Please transcribe exactly, and only, the lines of the data below between the line holding "let samples: Vec<LWESampleMut> = ks" and the line holding "pub fn t(&self)", inclusive.

Exercise data: Begin

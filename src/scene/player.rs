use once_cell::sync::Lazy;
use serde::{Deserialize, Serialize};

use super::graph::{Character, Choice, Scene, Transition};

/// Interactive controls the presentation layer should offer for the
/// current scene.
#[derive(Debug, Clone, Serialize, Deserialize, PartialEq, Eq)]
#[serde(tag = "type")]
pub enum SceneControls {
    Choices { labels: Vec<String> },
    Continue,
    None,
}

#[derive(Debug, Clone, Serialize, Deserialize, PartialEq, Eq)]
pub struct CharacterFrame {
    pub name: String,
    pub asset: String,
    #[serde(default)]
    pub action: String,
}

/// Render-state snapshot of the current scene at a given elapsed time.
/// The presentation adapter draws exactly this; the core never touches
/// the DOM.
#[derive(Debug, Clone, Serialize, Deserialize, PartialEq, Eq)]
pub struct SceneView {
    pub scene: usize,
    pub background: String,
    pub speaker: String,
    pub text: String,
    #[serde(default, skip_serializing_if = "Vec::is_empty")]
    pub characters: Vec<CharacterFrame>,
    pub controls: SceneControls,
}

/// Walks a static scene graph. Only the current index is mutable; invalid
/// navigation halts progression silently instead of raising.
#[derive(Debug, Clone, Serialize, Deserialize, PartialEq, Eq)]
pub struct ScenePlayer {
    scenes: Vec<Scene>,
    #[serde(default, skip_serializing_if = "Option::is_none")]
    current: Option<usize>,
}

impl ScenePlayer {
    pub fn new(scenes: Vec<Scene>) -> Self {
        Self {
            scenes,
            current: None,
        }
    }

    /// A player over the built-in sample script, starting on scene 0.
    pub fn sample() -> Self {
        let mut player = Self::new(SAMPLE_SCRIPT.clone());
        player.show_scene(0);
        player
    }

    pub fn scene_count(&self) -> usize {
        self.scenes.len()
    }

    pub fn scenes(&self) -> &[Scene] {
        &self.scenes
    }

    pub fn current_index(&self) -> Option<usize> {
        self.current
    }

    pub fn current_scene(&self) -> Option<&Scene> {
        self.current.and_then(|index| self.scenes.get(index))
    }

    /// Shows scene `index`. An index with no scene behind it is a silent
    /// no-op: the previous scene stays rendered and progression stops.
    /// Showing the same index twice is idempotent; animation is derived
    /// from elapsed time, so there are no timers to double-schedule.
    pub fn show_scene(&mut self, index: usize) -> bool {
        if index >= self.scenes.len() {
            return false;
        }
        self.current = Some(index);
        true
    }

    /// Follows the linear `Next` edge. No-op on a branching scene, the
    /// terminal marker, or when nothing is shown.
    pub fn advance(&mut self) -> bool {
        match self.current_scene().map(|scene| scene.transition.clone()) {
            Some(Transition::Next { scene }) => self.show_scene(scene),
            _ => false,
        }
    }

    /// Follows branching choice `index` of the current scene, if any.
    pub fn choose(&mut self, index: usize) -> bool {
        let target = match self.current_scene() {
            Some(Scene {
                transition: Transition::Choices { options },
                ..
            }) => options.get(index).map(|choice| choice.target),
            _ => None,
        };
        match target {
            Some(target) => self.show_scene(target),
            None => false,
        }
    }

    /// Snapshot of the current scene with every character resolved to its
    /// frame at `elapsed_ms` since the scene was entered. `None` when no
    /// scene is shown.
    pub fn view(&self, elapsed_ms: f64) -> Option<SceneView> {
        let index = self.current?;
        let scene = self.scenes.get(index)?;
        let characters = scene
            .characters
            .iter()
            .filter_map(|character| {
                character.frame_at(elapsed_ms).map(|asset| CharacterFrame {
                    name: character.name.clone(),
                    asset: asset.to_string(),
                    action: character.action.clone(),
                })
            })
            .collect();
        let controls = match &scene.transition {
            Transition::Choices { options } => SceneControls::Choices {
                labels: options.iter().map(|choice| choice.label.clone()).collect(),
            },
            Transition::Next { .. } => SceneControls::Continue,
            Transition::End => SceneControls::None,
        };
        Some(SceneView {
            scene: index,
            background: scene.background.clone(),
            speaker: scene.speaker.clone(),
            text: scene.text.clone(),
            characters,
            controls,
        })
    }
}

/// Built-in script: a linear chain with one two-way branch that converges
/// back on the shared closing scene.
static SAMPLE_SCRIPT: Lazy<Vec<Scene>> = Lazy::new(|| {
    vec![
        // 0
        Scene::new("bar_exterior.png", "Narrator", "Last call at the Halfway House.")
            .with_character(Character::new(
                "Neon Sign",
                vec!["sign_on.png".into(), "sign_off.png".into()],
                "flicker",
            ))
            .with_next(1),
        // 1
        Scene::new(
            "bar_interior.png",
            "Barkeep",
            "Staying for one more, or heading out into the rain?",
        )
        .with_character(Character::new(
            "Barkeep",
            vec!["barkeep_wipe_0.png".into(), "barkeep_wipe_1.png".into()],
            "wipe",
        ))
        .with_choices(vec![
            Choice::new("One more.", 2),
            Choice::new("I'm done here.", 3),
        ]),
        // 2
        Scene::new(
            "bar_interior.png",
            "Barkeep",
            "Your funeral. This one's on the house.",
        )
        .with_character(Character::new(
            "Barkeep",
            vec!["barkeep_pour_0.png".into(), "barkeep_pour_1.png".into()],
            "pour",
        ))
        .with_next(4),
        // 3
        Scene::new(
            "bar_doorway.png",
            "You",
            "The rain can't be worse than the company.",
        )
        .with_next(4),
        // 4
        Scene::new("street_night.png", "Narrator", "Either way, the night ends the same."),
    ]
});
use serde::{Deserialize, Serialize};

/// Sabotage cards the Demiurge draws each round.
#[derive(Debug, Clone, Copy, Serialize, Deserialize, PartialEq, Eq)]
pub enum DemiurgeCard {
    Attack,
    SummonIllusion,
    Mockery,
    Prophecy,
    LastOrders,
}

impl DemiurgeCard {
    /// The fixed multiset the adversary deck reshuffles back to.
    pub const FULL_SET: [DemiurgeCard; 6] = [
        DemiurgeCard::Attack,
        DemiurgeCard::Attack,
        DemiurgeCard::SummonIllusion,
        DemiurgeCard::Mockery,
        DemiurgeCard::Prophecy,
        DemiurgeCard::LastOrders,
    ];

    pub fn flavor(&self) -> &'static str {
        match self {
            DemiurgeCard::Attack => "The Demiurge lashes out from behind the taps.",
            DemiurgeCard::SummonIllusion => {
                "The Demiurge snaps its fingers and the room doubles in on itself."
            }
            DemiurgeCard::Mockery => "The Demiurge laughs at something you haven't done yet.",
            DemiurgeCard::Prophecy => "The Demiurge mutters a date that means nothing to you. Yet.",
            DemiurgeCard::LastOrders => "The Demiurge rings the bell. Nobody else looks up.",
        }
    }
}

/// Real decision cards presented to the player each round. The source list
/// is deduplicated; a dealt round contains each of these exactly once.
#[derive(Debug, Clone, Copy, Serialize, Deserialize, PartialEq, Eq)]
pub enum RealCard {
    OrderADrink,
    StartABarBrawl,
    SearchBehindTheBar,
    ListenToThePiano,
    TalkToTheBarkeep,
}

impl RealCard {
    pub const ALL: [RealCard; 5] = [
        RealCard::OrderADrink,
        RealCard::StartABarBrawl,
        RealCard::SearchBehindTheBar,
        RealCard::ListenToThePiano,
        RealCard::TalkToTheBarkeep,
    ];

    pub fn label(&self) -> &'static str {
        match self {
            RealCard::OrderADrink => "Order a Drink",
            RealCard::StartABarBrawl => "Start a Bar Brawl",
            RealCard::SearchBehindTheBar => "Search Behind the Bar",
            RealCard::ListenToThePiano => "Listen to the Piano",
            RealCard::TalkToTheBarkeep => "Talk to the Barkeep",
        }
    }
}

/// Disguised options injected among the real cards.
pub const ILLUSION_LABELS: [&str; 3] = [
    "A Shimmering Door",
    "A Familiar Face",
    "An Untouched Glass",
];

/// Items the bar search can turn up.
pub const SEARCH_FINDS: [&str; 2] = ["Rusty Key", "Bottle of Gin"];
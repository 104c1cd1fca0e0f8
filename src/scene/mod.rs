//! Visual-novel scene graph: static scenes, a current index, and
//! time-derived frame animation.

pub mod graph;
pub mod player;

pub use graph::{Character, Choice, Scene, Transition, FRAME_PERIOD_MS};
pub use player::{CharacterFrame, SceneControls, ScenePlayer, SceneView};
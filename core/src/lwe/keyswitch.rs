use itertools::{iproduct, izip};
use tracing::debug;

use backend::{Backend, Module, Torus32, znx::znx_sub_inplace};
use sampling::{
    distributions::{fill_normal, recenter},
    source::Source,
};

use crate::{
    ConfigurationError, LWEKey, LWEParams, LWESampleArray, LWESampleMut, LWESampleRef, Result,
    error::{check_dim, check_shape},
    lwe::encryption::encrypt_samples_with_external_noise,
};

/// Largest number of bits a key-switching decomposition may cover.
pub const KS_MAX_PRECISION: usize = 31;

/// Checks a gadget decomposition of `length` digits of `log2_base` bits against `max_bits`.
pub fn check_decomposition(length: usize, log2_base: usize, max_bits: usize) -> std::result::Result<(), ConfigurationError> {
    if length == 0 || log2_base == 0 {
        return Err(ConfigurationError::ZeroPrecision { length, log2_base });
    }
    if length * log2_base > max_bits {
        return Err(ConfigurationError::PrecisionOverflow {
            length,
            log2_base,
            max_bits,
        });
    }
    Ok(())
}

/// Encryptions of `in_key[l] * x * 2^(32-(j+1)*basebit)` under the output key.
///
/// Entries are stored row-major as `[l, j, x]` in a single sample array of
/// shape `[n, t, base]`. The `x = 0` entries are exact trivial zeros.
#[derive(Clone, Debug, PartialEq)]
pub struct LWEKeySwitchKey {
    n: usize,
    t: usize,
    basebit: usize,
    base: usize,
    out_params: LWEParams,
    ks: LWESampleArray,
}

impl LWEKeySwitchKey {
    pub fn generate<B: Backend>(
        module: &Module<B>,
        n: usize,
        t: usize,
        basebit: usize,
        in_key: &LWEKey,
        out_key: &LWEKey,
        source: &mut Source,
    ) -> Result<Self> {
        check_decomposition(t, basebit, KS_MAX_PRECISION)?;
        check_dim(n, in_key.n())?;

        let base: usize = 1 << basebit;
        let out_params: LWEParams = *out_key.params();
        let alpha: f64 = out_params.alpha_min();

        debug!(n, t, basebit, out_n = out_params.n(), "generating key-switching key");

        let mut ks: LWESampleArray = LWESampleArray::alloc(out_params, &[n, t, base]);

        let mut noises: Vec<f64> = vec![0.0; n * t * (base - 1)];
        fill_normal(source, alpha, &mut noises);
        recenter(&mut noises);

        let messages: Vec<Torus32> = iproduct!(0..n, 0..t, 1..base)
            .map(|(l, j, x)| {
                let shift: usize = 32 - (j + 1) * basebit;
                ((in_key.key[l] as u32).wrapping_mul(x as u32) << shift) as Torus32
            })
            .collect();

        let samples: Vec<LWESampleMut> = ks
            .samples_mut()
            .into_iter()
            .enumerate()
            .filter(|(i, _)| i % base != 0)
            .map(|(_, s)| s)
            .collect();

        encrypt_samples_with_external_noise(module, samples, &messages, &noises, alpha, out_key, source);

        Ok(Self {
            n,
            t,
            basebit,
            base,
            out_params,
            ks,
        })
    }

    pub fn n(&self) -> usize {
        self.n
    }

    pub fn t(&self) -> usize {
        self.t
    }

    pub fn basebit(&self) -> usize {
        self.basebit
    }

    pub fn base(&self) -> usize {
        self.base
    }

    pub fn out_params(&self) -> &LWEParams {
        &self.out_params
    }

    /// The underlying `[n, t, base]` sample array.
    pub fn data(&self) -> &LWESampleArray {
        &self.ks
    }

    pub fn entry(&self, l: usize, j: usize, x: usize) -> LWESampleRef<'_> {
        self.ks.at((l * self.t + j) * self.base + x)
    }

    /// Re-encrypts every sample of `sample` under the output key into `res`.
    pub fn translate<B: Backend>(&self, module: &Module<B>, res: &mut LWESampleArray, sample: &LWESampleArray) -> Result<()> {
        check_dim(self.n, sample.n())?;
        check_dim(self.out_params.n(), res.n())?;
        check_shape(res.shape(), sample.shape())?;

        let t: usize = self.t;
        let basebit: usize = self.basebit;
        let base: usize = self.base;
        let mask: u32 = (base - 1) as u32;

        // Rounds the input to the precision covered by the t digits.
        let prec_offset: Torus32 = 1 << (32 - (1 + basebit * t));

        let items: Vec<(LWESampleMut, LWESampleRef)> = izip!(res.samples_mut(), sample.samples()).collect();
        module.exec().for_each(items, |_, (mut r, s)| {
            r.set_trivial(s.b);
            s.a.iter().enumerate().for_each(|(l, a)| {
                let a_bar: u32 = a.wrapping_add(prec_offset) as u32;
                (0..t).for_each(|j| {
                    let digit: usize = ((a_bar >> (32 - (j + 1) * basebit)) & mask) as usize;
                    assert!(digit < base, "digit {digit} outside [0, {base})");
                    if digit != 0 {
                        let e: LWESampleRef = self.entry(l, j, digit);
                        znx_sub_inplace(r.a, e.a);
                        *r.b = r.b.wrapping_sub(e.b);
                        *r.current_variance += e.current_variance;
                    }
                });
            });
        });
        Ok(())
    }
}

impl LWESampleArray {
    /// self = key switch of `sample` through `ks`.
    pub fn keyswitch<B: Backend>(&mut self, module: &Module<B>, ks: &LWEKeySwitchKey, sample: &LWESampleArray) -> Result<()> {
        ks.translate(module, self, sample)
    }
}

Exercise data: End

Task answer
        let samples: Vec<LWESampleMut> = ks
            .samples_mut()
            .into_iter()
            .enumerate()
            .filter(|(i, _)| i % base != 0)
            .map(|(_, s)| s)
            .collect();

        encrypt_samples_with_external_noise(module, samples, &messages, &noises, alpha, out_key, source);

        Ok(Self {
            n,
            t,
            basebit,
            base,
            out_params,
            ks,
        })
    }

    pub fn n(&self) -> usize {
        self.n
    }

    pub fn t(&self) -> usize {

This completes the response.